= ACTIVITY =
Find every line below with the word "found" in it, and copy each one.

[Stored items]
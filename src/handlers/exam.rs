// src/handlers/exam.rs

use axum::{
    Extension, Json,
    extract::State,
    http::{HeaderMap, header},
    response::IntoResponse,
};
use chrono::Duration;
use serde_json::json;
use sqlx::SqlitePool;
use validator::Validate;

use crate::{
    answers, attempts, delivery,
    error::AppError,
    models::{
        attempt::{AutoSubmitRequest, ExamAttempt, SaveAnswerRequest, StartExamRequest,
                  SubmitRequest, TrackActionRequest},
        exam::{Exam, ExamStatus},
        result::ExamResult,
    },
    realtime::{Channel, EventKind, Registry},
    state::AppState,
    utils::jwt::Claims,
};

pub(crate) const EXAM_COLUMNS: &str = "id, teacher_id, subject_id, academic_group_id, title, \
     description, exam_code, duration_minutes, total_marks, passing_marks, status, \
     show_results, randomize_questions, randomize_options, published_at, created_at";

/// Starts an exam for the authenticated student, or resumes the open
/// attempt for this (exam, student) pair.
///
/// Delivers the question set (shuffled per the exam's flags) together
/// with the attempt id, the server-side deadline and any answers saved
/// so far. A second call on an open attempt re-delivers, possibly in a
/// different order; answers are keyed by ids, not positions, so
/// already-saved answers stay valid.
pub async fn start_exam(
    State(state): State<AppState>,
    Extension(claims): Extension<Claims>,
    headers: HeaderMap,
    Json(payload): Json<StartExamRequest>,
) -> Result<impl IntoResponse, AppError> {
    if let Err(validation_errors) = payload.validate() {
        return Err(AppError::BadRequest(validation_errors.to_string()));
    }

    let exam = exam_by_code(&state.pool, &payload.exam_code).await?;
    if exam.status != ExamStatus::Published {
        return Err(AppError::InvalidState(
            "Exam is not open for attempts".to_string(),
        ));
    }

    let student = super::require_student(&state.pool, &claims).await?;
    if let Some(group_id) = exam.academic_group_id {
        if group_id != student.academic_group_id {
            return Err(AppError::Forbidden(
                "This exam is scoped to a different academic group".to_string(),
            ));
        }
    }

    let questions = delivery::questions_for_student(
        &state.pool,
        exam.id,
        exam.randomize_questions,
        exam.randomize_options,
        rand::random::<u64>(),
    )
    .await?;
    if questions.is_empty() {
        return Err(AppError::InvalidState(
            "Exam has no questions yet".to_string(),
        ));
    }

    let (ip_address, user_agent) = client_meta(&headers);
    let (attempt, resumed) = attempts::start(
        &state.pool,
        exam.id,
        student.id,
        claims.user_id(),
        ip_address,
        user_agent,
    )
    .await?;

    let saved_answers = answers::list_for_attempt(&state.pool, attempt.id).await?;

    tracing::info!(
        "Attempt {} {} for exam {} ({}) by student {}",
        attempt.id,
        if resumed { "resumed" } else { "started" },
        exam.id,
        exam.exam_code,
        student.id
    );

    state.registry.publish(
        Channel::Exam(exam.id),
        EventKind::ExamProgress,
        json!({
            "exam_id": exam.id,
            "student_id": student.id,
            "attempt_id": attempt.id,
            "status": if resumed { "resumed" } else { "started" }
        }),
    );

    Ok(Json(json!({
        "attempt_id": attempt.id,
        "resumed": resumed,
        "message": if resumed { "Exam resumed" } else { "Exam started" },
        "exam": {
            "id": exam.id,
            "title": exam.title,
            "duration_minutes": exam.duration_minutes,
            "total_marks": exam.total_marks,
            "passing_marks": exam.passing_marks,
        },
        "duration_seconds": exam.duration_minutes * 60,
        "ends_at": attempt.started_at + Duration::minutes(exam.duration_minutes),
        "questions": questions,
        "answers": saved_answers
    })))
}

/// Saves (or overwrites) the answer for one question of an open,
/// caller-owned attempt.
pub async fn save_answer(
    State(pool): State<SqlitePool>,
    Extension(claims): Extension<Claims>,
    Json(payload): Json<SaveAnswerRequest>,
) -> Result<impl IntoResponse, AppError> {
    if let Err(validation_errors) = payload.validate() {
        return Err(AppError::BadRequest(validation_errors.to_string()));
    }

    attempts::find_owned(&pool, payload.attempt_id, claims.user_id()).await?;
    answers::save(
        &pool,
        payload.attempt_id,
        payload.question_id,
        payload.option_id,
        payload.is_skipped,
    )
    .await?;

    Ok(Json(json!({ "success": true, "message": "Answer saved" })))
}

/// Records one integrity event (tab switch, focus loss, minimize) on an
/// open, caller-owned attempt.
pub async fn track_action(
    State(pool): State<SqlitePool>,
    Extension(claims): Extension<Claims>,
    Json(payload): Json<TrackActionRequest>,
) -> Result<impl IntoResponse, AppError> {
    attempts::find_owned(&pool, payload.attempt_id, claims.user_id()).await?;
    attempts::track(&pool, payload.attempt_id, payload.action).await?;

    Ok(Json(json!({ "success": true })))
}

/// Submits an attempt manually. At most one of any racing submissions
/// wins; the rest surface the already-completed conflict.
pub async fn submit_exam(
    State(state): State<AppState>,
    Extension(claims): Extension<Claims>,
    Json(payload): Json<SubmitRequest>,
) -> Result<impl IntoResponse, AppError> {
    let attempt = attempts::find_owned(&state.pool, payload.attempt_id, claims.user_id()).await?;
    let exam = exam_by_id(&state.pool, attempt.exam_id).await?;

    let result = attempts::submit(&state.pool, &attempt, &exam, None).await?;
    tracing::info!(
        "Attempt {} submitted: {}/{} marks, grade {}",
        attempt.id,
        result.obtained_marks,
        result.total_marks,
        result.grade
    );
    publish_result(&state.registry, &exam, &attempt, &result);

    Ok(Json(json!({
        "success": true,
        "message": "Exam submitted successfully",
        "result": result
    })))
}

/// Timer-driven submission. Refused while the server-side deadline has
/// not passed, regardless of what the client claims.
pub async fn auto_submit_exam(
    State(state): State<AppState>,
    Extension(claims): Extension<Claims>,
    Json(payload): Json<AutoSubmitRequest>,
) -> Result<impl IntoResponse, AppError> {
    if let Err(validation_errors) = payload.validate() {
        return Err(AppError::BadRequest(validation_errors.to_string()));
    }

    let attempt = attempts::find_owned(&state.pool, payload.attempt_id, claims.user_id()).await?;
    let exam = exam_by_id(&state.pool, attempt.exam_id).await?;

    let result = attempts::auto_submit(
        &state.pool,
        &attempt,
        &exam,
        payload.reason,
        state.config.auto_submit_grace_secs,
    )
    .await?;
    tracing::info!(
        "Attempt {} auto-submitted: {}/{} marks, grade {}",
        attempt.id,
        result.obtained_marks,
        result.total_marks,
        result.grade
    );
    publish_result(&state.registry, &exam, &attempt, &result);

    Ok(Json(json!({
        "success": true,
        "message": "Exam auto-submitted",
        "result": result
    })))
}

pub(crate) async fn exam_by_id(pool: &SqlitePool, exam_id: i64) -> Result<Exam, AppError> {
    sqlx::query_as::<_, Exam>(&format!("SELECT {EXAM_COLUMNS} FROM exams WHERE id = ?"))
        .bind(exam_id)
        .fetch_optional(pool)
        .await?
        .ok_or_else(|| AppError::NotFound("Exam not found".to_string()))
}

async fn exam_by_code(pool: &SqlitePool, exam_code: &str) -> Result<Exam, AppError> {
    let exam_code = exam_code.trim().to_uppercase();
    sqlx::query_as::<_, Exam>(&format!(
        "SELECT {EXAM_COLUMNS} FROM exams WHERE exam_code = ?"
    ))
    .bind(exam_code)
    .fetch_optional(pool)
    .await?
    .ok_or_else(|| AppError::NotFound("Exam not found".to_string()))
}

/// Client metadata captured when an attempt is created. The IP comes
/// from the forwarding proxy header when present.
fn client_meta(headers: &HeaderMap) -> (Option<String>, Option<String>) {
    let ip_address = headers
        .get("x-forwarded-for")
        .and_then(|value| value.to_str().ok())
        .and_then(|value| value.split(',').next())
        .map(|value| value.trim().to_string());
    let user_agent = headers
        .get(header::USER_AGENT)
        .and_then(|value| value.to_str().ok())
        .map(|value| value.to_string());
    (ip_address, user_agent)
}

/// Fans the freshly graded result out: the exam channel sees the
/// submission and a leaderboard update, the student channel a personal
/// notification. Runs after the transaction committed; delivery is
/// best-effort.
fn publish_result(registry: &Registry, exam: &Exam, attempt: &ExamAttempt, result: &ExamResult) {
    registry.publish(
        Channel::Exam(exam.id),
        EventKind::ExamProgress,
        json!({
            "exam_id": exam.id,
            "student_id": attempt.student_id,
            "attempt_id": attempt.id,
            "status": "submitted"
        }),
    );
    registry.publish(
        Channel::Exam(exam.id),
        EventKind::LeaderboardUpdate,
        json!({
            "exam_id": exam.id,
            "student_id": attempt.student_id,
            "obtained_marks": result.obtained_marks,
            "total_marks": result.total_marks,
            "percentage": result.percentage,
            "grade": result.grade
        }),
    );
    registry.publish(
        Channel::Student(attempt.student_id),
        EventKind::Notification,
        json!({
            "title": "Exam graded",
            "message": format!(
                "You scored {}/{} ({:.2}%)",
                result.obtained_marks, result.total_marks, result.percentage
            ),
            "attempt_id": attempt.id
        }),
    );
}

= SOLUTION TO THIS PROBLEM =
        .ok_or_else(|| AppError::NotFound("Exam not found".to_string()))
    .ok_or_else(|| AppError::NotFound("Exam not found".to_string()))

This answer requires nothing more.